* **Data excerpts**:
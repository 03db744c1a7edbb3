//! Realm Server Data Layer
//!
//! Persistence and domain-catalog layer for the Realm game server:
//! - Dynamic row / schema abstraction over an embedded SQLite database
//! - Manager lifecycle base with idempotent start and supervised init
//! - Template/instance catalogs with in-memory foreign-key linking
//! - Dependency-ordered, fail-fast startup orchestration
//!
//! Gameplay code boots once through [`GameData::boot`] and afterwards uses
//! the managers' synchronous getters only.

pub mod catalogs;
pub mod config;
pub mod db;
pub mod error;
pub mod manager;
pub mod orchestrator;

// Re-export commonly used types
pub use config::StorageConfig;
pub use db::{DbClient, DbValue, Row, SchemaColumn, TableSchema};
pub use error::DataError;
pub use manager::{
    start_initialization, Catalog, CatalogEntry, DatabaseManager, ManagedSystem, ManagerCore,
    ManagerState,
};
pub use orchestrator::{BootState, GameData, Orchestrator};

---

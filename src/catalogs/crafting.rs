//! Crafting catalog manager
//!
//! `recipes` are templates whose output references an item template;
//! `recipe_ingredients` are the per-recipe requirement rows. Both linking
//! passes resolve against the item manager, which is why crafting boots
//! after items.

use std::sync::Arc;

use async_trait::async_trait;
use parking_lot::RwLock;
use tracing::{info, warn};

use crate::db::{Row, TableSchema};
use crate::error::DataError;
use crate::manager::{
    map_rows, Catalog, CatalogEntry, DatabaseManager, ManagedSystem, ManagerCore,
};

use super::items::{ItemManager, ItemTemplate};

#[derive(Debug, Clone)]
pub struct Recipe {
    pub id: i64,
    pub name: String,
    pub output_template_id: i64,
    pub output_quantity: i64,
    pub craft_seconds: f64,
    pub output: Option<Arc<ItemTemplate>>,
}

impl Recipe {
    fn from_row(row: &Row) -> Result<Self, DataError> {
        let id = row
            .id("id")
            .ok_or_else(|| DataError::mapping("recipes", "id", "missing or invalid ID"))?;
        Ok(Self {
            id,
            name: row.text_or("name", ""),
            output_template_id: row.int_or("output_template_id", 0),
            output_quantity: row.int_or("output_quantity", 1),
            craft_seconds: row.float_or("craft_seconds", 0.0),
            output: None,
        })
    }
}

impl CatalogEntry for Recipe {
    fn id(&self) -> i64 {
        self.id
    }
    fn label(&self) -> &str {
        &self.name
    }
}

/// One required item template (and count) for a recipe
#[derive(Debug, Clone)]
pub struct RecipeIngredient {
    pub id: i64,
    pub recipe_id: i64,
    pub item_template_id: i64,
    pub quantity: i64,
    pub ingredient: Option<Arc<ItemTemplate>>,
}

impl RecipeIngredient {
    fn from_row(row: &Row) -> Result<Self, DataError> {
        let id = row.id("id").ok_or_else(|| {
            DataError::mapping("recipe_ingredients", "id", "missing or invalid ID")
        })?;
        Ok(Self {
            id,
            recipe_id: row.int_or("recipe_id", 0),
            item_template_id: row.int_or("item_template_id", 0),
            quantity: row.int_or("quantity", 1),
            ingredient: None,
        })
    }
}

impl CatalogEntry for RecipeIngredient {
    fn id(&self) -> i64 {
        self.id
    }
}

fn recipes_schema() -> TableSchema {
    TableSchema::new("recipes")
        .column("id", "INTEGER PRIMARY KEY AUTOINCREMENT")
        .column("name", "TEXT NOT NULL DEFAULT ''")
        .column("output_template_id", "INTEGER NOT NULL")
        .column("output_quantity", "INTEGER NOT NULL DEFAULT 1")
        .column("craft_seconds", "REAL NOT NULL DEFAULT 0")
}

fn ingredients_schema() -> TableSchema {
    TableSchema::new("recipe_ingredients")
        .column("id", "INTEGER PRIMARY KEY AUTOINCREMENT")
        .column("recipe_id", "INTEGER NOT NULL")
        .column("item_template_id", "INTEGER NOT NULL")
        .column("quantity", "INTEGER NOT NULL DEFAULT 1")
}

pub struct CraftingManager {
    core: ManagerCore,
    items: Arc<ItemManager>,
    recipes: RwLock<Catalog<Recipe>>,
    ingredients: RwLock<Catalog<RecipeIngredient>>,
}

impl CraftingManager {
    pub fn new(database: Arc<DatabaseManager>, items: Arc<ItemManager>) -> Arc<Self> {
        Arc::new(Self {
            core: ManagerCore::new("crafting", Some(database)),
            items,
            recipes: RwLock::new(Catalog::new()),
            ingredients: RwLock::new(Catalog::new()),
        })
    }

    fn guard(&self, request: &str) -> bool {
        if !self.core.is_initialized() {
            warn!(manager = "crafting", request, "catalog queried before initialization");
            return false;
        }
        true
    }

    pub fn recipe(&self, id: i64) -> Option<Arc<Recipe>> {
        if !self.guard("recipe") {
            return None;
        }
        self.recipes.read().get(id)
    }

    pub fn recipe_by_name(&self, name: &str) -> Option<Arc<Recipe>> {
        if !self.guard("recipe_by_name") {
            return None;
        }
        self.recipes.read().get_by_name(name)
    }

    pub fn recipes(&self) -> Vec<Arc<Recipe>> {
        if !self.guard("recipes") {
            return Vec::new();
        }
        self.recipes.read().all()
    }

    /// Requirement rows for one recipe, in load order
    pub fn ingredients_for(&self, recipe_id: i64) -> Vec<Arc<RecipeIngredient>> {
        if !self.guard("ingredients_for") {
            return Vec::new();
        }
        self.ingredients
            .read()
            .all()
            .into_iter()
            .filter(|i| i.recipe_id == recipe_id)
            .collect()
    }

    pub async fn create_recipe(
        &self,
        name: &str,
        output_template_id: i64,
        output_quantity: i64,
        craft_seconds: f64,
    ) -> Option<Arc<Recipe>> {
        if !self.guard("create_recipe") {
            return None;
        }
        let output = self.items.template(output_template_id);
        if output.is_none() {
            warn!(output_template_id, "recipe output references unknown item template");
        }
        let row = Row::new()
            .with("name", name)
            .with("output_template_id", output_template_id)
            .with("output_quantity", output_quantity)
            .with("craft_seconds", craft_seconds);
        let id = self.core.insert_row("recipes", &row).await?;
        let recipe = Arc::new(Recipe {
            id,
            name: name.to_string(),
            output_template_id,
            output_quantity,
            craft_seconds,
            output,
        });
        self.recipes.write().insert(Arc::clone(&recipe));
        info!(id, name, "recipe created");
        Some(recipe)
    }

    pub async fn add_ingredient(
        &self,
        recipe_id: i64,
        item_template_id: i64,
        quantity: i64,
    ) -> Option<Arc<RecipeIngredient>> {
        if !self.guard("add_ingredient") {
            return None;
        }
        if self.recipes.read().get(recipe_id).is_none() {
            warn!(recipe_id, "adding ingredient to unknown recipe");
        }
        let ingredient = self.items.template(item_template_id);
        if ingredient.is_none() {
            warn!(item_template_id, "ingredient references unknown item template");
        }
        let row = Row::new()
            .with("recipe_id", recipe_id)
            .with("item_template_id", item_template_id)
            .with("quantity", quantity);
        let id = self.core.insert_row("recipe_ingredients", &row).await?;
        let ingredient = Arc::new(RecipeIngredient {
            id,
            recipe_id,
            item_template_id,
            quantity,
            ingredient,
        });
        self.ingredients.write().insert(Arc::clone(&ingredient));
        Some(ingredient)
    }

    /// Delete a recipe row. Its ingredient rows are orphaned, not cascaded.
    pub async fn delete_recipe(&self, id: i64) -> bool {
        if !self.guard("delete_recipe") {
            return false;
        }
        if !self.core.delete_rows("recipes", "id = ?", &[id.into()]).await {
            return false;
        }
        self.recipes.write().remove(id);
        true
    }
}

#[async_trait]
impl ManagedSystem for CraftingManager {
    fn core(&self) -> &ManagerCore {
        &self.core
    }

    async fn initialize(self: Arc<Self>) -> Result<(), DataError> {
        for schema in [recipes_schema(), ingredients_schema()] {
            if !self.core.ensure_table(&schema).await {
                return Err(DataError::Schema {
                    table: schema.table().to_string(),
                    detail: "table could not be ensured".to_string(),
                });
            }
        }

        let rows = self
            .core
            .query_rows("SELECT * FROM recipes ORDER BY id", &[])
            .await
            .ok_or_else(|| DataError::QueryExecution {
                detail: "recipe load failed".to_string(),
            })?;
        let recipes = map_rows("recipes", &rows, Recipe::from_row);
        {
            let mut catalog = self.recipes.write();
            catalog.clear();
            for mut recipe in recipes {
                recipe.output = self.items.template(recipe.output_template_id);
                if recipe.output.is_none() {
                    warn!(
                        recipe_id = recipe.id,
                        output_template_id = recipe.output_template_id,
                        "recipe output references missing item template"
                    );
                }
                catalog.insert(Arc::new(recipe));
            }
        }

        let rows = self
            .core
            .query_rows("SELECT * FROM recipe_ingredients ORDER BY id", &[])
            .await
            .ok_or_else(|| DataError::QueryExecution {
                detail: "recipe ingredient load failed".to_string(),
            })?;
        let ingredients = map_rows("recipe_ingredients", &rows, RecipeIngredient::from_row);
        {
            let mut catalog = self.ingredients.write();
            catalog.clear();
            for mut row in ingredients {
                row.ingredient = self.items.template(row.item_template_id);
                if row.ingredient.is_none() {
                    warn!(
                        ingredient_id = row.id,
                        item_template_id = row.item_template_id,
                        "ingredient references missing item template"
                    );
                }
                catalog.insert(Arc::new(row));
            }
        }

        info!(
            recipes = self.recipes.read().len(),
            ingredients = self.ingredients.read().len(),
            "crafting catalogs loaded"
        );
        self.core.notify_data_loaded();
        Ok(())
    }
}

--

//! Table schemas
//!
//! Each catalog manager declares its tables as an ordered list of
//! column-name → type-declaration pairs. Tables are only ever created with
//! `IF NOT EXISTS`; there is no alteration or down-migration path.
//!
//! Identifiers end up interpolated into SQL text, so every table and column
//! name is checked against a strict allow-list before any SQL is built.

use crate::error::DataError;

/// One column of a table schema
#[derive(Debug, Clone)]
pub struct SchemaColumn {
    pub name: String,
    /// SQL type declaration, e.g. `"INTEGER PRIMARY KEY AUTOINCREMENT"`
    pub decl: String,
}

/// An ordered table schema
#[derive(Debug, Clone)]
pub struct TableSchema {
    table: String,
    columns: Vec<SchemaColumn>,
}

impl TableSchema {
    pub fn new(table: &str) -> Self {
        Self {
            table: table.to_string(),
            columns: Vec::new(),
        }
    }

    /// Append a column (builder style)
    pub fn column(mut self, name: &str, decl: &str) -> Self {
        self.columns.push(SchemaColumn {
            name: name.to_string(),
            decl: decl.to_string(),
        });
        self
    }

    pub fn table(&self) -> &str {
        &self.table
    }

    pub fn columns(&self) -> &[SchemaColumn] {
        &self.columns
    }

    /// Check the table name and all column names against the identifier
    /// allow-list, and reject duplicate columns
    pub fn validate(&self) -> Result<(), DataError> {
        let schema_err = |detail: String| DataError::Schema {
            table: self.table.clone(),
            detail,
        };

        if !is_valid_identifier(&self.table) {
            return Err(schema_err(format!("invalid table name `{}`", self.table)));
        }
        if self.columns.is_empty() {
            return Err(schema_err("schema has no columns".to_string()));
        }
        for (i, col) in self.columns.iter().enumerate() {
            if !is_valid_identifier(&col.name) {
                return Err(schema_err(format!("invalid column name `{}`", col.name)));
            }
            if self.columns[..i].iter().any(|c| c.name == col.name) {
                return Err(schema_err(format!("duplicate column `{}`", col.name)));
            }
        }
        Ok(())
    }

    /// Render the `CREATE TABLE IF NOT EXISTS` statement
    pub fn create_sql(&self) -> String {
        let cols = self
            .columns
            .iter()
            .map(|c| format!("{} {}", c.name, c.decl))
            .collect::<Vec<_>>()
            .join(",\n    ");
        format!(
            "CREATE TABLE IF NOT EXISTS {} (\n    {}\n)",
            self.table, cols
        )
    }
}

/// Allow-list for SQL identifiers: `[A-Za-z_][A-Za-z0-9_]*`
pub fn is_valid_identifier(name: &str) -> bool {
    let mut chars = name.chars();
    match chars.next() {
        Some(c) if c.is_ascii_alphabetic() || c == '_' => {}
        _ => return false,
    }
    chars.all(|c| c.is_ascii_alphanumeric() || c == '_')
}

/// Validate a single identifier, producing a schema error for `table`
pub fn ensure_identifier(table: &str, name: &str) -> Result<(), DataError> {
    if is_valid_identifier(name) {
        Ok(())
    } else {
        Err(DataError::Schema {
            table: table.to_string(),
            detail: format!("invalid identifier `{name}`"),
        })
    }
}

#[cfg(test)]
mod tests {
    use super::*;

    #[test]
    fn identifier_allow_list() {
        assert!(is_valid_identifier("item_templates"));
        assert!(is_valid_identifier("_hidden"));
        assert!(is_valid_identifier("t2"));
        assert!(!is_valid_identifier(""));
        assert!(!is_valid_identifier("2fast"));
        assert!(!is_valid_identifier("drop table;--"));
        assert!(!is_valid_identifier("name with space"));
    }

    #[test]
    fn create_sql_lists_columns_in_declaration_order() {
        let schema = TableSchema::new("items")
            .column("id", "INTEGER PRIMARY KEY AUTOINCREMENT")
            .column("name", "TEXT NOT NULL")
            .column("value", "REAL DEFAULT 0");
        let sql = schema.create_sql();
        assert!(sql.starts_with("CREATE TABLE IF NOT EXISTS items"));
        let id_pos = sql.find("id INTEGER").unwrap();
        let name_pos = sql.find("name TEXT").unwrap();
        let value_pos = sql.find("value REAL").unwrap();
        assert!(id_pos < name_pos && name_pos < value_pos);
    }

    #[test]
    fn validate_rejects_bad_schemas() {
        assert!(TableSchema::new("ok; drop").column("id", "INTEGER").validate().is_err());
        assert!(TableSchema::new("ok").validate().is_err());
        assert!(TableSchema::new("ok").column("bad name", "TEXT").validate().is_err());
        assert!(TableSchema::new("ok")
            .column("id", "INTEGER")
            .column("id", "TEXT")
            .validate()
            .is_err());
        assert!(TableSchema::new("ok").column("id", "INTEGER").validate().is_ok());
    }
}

* **Exercise**: Every line of the listing that includes the word "against" must be copied.

* **Reply to the exercise**:
//! passes resolve against the item manager, which is why crafting boots
//! name is checked against a strict allow-list before any SQL is built.
    /// Check the table name and all column names against the identifier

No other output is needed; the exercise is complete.